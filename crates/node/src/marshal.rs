//! Buffer contracts for calls crossing the enclave boundary.
//!
//! Outbound payloads are handed over as exact length slices. Inbound payloads
//! use caller-allocates-max, callee-reports-actual: the receiver provides a
//! fixed capacity buffer and the producer reports the written length through
//! a separate out-parameter. A producer that cannot fit its output reports
//! zero and writes nothing, which the receiver cannot tell apart from an
//! empty result.

use ecc_types::proto::{ChaincodeRequestMessage, ChaincodeResponseMessage, SignedProposal};
use prost::Message;
use thiserror::Error;

#[derive(Debug, Error)]
pub enum MarshalError {
    #[error("payload of {0} bytes does not fit a 32-bit length")]
    TooLarge(usize),
    #[error("enclave reported {reported} bytes for a {capacity} byte buffer")]
    Overrun { reported: u32, capacity: usize },
}

/// Length of an outbound payload as carried by the calling convention
pub fn len_u32(payload: &[u8]) -> Result<u32, MarshalError> {
    u32::try_from(payload.len()).map_err(|_| MarshalError::TooLarge(payload.len()))
}

/// Copy `src` into `dst` if it fits, reporting its length in `out_len`.
///
/// Reports zero and leaves `dst` untouched if it does not fit.
pub fn write_bounded(dst: &mut [u8], src: &[u8], out_len: &mut u32) -> bool {
    match u32::try_from(src.len()) {
        Ok(len) if src.len() <= dst.len() => {
            dst[..src.len()].copy_from_slice(src);
            *out_len = len;
            true
        }
        _ => {
            *out_len = 0;
            false
        }
    }
}

/// Copy `s` plus a NUL terminator into `dst` if both fit, else write nothing
pub fn write_c_string(dst: &mut [u8], s: &str) -> bool {
    let bytes = s.as_bytes();
    if bytes.len() >= dst.len() {
        return false;
    }
    dst[..bytes.len()].copy_from_slice(bytes);
    dst[bytes.len()] = 0;
    true
}

/// Host allocated buffer the enclave writes a variable length response into
pub struct ResponseBuffer {
    buf: Vec<u8>,
    len: u32,
}

impl ResponseBuffer {
    pub fn new(capacity: usize) -> Self {
        Self {
            buf: vec![0; capacity],
            len: 0,
        }
    }

    pub fn capacity(&self) -> usize {
        self.buf.len()
    }

    /// Buffer and out-length, as passed to the enclave
    pub fn parts(&mut self) -> (&mut [u8], &mut u32) {
        (&mut self.buf, &mut self.len)
    }

    /// The bytes the enclave reported writing
    pub fn into_bytes(mut self) -> Result<Vec<u8>, MarshalError> {
        let len = self.len as usize;
        if len > self.buf.len() {
            return Err(MarshalError::Overrun {
                reported: self.len,
                capacity: self.buf.len(),
            });
        }
        self.buf.truncate(len);
        Ok(self.buf)
    }
}

/// Build the request envelope for an argument list
pub fn encode_request<S: AsRef<str>>(args: &[S]) -> Vec<u8> {
    ChaincodeRequestMessage::from_args(args.iter().map(|arg| arg.as_ref().as_bytes().to_vec()))
        .encode_to_vec()
}

pub fn encode_signed_proposal(proposal: &SignedProposal) -> Vec<u8> {
    proposal.encode_to_vec()
}

/// Extract the opaque response payload from a response envelope
pub fn decode_response(bytes: &[u8]) -> Result<Vec<u8>, prost::DecodeError> {
    Ok(ChaincodeResponseMessage::decode(bytes)?.encrypted_response)
}
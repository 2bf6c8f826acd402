use ecc_types::{EnclavePublicKey, PUB_KEY_SIZE, SPID_SIZE, SUCCESS};
use tracing::{debug, instrument};

use super::{Enclave, EnclaveError};

/// Remote attestation evidence of the enclave
#[derive(Clone, Debug, PartialEq, Eq)]
pub struct AttestationMaterial {
    pub quote: Vec<u8>,
    /// DER encoded SubjectPublicKeyInfo of the enclave key
    pub enclave_pk: Vec<u8>,
}

impl Enclave {
    /// Produce a quote over the enclave report together with the enclave
    /// public key, for verification by a remote party.
    #[instrument(skip_all, fields(sig_rl_len = sig_rl.map(<[u8]>::len)))]
    pub fn get_remote_attestation_report(
        &self,
        spid: &[u8],
        sig_rl: Option<&[u8]>,
    ) -> Result<AttestationMaterial, EnclaveError> {
        let spid: &[u8; SPID_SIZE] = spid
            .try_into()
            .map_err(|_| EnclaveError::InvalidSpid(spid.len()))?;
        let sig_rl = sig_rl.filter(|sig_rl| !sig_rl.is_empty());
        let (_state, eid) = self.live()?;

        let mut quote_size = 0;
        let status = self.backend.get_quote_size(sig_rl, &mut quote_size);
        if status != SUCCESS {
            return Err(EnclaveError::Native {
                op: "get_quote_size",
                code: status,
            });
        }
        debug!(quote_size);

        let mut quote = vec![0u8; quote_size as usize];
        let mut pubkey = [0u8; PUB_KEY_SIZE];
        let status = {
            let _permit = self.gate.acquire();
            self.backend
                .get_remote_attestation_report(eid, &mut quote, &mut pubkey, spid, sig_rl)
        };
        if status != SUCCESS {
            return Err(EnclaveError::Native {
                op: "get_remote_attestation_report",
                code: status,
            });
        }

        let enclave_pk = EnclavePublicKey::from_native(&pubkey)?.to_der()?;
        Ok(AttestationMaterial { quote, enclave_pk })
    }

    /// Local attestation report for a peer enclave on the same host.
    ///
    /// Not supported by the enclave library yet.
    pub fn get_local_attestation_report(
        &self,
        _target_info: &[u8],
    ) -> Result<Vec<u8>, EnclaveError> {
        let (_state, _) = self.live()?;
        Err(EnclaveError::NotImplemented("get_local_attestation_report"))
    }
}
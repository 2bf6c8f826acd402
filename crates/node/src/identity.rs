//! Caller identity as exposed to the enclave: MSP id and subject DN.

use ecc_types::proto::SerializedIdentity;
use prost::Message;
use thiserror::Error;
use x509_parser::{
    certificate::X509Certificate,
    prelude::FromDer,
    x509::{AttributeTypeAndValue, X509Name},
};

#[derive(Debug, Error)]
pub enum IdentityError {
    #[error("could not deserialize a SerializedIdentity: {0}")]
    Envelope(#[from] prost::DecodeError),
    #[error("failed to decode PEM structure: {0}")]
    Pem(#[from] ::pem::PemError),
    #[error("unable to parse certificate: {0}")]
    Certificate(String),
}

/// Issuing domain and subject of a transaction creator
#[derive(Clone, Debug, PartialEq, Eq)]
pub struct CreatorName {
    pub msp_id: String,
    pub dn: String,
}

impl CreatorName {
    /// Parse a serialized identity envelope carrying a PEM certificate
    pub fn from_serialized(serialized: &[u8]) -> Result<Self, IdentityError> {
        let identity = SerializedIdentity::decode(serialized)?;
        let pem = ::pem::parse(&identity.id_bytes)?;
        let (_, cert) = X509Certificate::from_der(pem.contents())
            .map_err(|e| IdentityError::Certificate(e.to_string()))?;
        Ok(Self {
            msp_id: identity.mspid,
            dn: distinguished_name(cert.subject()),
        })
    }
}

/// Attribute types with a short name, in the order a name is laid out
/// before it is reversed for display
const KNOWN_ATTRIBUTES: [(&str, &str); 9] = [
    ("2.5.4.6", "C"),
    ("2.5.4.8", "ST"),
    ("2.5.4.7", "L"),
    ("2.5.4.9", "STREET"),
    ("2.5.4.17", "POSTALCODE"),
    ("2.5.4.10", "O"),
    ("2.5.4.11", "OU"),
    ("2.5.4.3", "CN"),
    ("2.5.4.5", "SERIALNUMBER"),
];

/// Single valued attribute types; the last occurrence wins
const SINGLE_VALUED: [usize; 2] = [7, 8];

/// Render a subject the way the ledger names identities.
///
/// Values are grouped by type in a fixed order, independent of the order in
/// the certificate. Each type becomes one RDN whose values are joined with
/// `+`, and the sequence is printed last RDN first. Attributes of unknown
/// type follow as `oid=#<hex DER>`.
pub fn distinguished_name(name: &X509Name<'_>) -> String {
    let mut values: [Vec<String>; KNOWN_ATTRIBUTES.len()] = Default::default();
    let mut unknown = Vec::new();
    for attr in name.iter_attributes() {
        let oid = attr.attr_type().to_id_string();
        match KNOWN_ATTRIBUTES.iter().position(|(known, _)| *known == oid) {
            // known types only carry string values
            Some(i) => {
                if let Ok(value) = attr.as_str() {
                    values[i].push(value.to_string());
                }
            }
            None => unknown.push(format!("{oid}=#{}", hex::encode(unknown_value_der(attr)))),
        }
    }
    for i in SINGLE_VALUED {
        let last = values[i].pop().filter(|v| !v.is_empty());
        values[i] = last.into_iter().collect();
    }

    let known = KNOWN_ATTRIBUTES
        .iter()
        .zip(&values)
        .filter(|(_, values)| !values.is_empty())
        .map(|((_, short), values)| {
            values
                .iter()
                .map(|value| format!("{short}={}", escape_value(value)))
                .collect::<Vec<_>>()
                .join("+")
        })
        .collect::<Vec<_>>();
    known
        .into_iter()
        .rev()
        .chain(unknown.into_iter().rev())
        .collect::<Vec<_>>()
        .join(",")
}

/// DER of an unknown attribute's value. Strings are re-encoded as a
/// PrintableString when their characters allow it, else as a UTF8String.
fn unknown_value_der(attr: &AttributeTypeAndValue<'_>) -> Vec<u8> {
    const PRINTABLE_STRING: u8 = 0x13;
    const UTF8_STRING: u8 = 0x0c;

    if let Ok(value) = attr.as_str() {
        let tag = if value.bytes().all(is_printable) {
            PRINTABLE_STRING
        } else {
            UTF8_STRING
        };
        return der_tlv(tag, value.as_bytes());
    }
    let value = attr.attr_value();
    let tag = value.header.tag().0;
    if tag >= 0x1f {
        return value.as_bytes().to_vec();
    }
    let constructed = if value.header.is_constructed() { 0x20 } else { 0 };
    der_tlv(((value.header.class() as u8) << 6) | constructed | tag as u8, value.as_bytes())
}

fn is_printable(b: u8) -> bool {
    b.is_ascii_alphanumeric() || b" '()+,-./:=?".contains(&b)
}

fn der_tlv(tag: u8, content: &[u8]) -> Vec<u8> {
    let mut out = vec![tag];
    if content.len() < 0x80 {
        out.push(content.len() as u8);
    } else {
        let len = content.len().to_be_bytes();
        let skip = len.iter().take_while(|b| **b == 0).count();
        out.push(0x80 | (len.len() - skip) as u8);
        out.extend_from_slice(&len[skip..]);
    }
    out.extend_from_slice(content);
    out
}

fn escape_value(value: &str) -> String {
    let mut escaped = String::with_capacity(value.len());
    let last = value.chars().count().saturating_sub(1);
    for (i, c) in value.chars().enumerate() {
        let special = matches!(c, ',' | '+' | '"' | '\\' | '<' | '>' | ';')
            || (i == 0 && matches!(c, ' ' | '#'))
            || (i == last && c == ' ');
        if special {
            escaped.push('\\');
        }
        escaped.push(c);
    }
    escaped
}
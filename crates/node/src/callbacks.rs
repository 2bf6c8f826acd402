//! Dispatch of enclave initiated callbacks to the ledger accessor of the
//! call in progress.
//!
//! Every callback first resolves its [`CallContext`] through the
//! [`Registry`]. A failure after that point is recorded against the context
//! and turns the rest of the call's callbacks into no-ops; the host side of
//! the call reports it once the enclave returns. A context the registry has
//! never seen means the enclave handed back a corrupted or foreign handle and
//! the process is aborted.

use std::{str::Utf8Error, sync::Arc};

use ecc_types::{
    composite::{is_fpc_composite_key, transform_to_fpc_key, CompositeKeyError},
    CallContext, ChaincodeStub, CompositeKey, HostCalls, StateQueryIterator, StubError,
};
use thiserror::Error;
use tracing::{debug, error, warn};

use crate::{
    identity::{CreatorName, IdentityError},
    marshal::{write_bounded, write_c_string},
    registry::{Registry, RegistryError},
};

#[derive(Debug, Error)]
pub enum CallbackError {
    #[error(transparent)]
    Stub(#[from] StubError),
    #[error("key is not valid UTF-8: {0}")]
    InvalidKey(#[from] Utf8Error),
    #[error(transparent)]
    CompositeKey(#[from] CompositeKeyError),
    #[error(transparent)]
    Identity(#[from] IdentityError),
}

/// Bytes of `{"key":"","value":""}` around each range query entry
const ENTRY_FRAMING: usize = 21;

/// Host side of the enclave callbacks
#[derive(Clone)]
pub struct Callbacks {
    registry: Arc<Registry>,
}

impl Callbacks {
    pub fn new(registry: Arc<Registry>) -> Self {
        Self { registry }
    }

    pub fn registry(&self) -> &Arc<Registry> {
        &self.registry
    }

    /// Resolve `ctx` and run `f` against its accessor, recording any failure
    fn dispatch<F>(&self, op: &'static str, ctx: CallContext, f: F)
    where
        F: FnOnce(&dyn ChaincodeStub) -> Result<(), CallbackError>,
    {
        let stub = match self.registry.resolve(ctx) {
            Ok(stub) => stub,
            Err(RegistryError::Aborted(_)) => {
                debug!(%ctx, op, "skipping callback of aborted call");
                return;
            }
            Err(e @ RegistryError::UnknownContext(_)) => {
                error!(%ctx, op, "{e}; call context registry can no longer be trusted");
                std::process::abort();
            }
        };
        if let Err(error) = f(stub.as_ref()) {
            warn!(%ctx, op, %error, "callback failed, aborting call");
            self.registry.record_fault(ctx, op, error);
        }
    }

    /// Write the creator's MSP id and subject DN into the given buffers.
    ///
    /// A string that does not fit its buffer (with terminator) is not written.
    pub fn creator_name(
        stub: &dyn ChaincodeStub,
        msp_id: &mut [u8],
        dn: &mut [u8],
    ) -> Result<(), CallbackError> {
        let creator = CreatorName::from_serialized(&stub.get_creator()?)?;
        if !write_c_string(msp_id, &creator.msp_id) {
            warn!(len = creator.msp_id.len(), cap = msp_id.len(), "msp id exceeds buffer");
        }
        if !write_c_string(dn, &creator.dn) {
            warn!(len = creator.dn.len(), cap = dn.len(), "subject dn exceeds buffer");
        }
        Ok(())
    }

    /// Point read. Absent keys and values larger than `val` both report zero.
    pub fn read_state(
        stub: &dyn ChaincodeStub,
        key: &[u8],
        val: &mut [u8],
        val_len: &mut u32,
    ) -> Result<(), CallbackError> {
        *val_len = 0;
        let key = ledger_key(stub, key)?;
        let Some(data) = stub.get_state(&key)? else {
            return Ok(());
        };
        if !write_bounded(val, &data, val_len) {
            // indistinguishable from an absent key for the enclave; a key that
            // exists but reads as absent fails its integrity checks there
            warn!(len = data.len(), cap = val.len(), "state value exceeds buffer");
        }
        Ok(())
    }

    pub fn write_state(
        stub: &dyn ChaincodeStub,
        key: &[u8],
        val: &[u8],
    ) -> Result<(), CallbackError> {
        let key = ledger_key(stub, key)?;
        stub.put_state(&key, val)?;
        Ok(())
    }

    /// Prefix range scan, serialized as
    /// `[{"key":"<key>","value":"<value>"},...]` with keys in bridge form.
    /// A result larger than `values` reports zero.
    pub fn scan_state(
        stub: &dyn ChaincodeStub,
        comp_key: &[u8],
        values: &mut [u8],
        values_len: &mut u32,
    ) -> Result<(), CallbackError> {
        *values_len = 0;
        let prefix = CompositeKey::parse(std::str::from_utf8(comp_key)?)?;
        let mut iter = ClosingIterator::new(
            stub.get_state_by_partial_composite_key(&prefix.object_type, &prefix.attributes)?,
        );

        // stop building the result once it cannot fit, but keep draining so
        // ledger errors still surface
        let mut buf = Vec::from(*b"[");
        let mut total = buf.len() + 1;
        for item in iter.by_ref() {
            let item = item?;
            let key = transform_to_fpc_key(&item.key);
            let separator = usize::from(total > 2);
            total += separator + ENTRY_FRAMING + key.len() + item.value.len();
            if total > values.len() {
                buf = Vec::new();
                continue;
            }
            if separator == 1 {
                buf.push(b',');
            }
            buf.extend_from_slice(b"{\"key\":\"");
            buf.extend_from_slice(key.as_bytes());
            buf.extend_from_slice(b"\",\"value\":\"");
            buf.extend_from_slice(&item.value);
            buf.extend_from_slice(b"\"}");
        }
        iter.close()?;

        if total > values.len() {
            warn!(len = total, cap = values.len(), "range query result exceeds buffer");
            return Ok(());
        }
        buf.push(b']');
        write_bounded(values, &buf, values_len);
        Ok(())
    }
}

/// Translate a callback supplied key into the key used by the ledger
fn ledger_key(stub: &dyn ChaincodeStub, key: &[u8]) -> Result<String, CallbackError> {
    let key = std::str::from_utf8(key)?;
    if is_fpc_composite_key(key) {
        let composite = CompositeKey::parse(key)?;
        return Ok(stub.create_composite_key(&composite.object_type, &composite.attributes)?);
    }
    Ok(key.to_string())
}

/// Range query iterator that is closed exactly once, whichever way the scan ends
struct ClosingIterator<'a> {
    inner: Box<dyn StateQueryIterator + 'a>,
    closed: bool,
}

impl<'a> ClosingIterator<'a> {
    fn new(inner: Box<dyn StateQueryIterator + 'a>) -> Self {
        Self {
            inner,
            closed: false,
        }
    }

    fn close(&mut self) -> Result<(), StubError> {
        self.closed = true;
        self.inner.close()
    }
}

impl Iterator for ClosingIterator<'_> {
    type Item = Result<ecc_types::KeyValue, StubError>;

    fn next(&mut self) -> Option<Self::Item> {
        self.inner.next()
    }
}

impl Drop for ClosingIterator<'_> {
    fn drop(&mut self) {
        if !self.closed {
            if let Err(error) = self.inner.close() {
                warn!(%error, "failed to close range query iterator");
            }
        }
    }
}

impl HostCalls for Callbacks {
    fn get_creator_name(&self, msp_id: &mut [u8], dn: &mut [u8], ctx: CallContext) {
        self.dispatch("get_creator_name", ctx, |stub| {
            Self::creator_name(stub, msp_id, dn)
        });
    }

    fn get_state(&self, key: &[u8], val: &mut [u8], val_len: &mut u32, ctx: CallContext) {
        *val_len = 0;
        self.dispatch("get_state", ctx, |stub| {
            Self::read_state(stub, key, val, val_len)
        });
    }

    fn put_state(&self, key: &[u8], val: &[u8], ctx: CallContext) {
        self.dispatch("put_state", ctx, |stub| Self::write_state(stub, key, val));
    }

    fn get_state_by_partial_composite_key(
        &self,
        comp_key: &[u8],
        values: &mut [u8],
        values_len: &mut u32,
        ctx: CallContext,
    ) {
        *values_len = 0;
        self.dispatch("get_state_by_partial_composite_key", ctx, |stub| {
            Self::scan_state(stub, comp_key, values, values_len)
        });
    }
}
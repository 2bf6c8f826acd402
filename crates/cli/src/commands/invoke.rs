use std::{sync::Arc, time::Duration};

use clap::Parser;
use color_eyre::{eyre::bail, Result};
use tokio::task::JoinSet;
use tracing::{error, info, warn};

use ecc_node::{
    config::Config,
    mock::{MockLedger, MockStub},
};

use super::{blocking, start_enclave, stop_enclave};

#[derive(Parser)]
pub struct InvokeArgs {
    /// Number of concurrent invocations to run
    #[arg(short, long, default_value_t = 1)]
    pub repeat: usize,
    /// Deadline for each invocation, in seconds
    #[arg(short, long, default_value_t = 30)]
    pub timeout: u64,
    /// Chaincode function followed by its arguments
    #[arg(required = true, trailing_var_arg = true)]
    pub args: Vec<String>,
}

impl InvokeArgs {
    pub async fn execute(self, config: Config) -> Result<()> {
        let (enclave, _) = start_enclave(&config).await?;
        {
            let enclave = enclave.clone();
            blocking(move || enclave.bind(None, None)).await??;
        }

        let ledger = MockLedger::default();
        let deadline = Duration::from_secs(self.timeout);
        let mut calls = JoinSet::new();
        for i in 0..self.repeat {
            let enclave = enclave.clone();
            let stub = Arc::new(MockStub::new(ledger.clone(), self.args.clone()));
            calls.spawn(async move {
                let res = tokio::time::timeout(deadline, blocking(move || enclave.invoke(stub))).await;
                (i, res)
            });
        }

        let mut failed = 0;
        while let Some(joined) = calls.join_next().await {
            let Ok((i, res)) = joined else {
                failed += 1;
                continue;
            };
            match res {
                Ok(Ok(Ok(response))) => {
                    info!(call = i, len = response.len(), "Invocation succeeded");
                    println!("{i}: {}", String::from_utf8_lossy(&response));
                }
                Ok(Ok(Err(e))) => {
                    error!(call = i, error = format!("{e:#}"), "Invocation failed");
                    failed += 1;
                }
                Ok(Err(e)) => {
                    error!(call = i, error = format!("{e:#}"));
                    failed += 1;
                }
                // the call keeps its enclave slot until the enclave returns
                Err(_) => {
                    warn!(call = i, "Invocation timed out after {}s", self.timeout);
                    failed += 1;
                }
            }
        }

        stop_enclave(enclave).await?;
        if failed > 0 {
            bail!("{failed} of {} invocations failed", self.repeat);
        }
        Ok(())
    }
}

▸ **Work request**
For every line of the records with the string "super", add one to a tally; give the final tally alone.

▸ **Problem solution**
2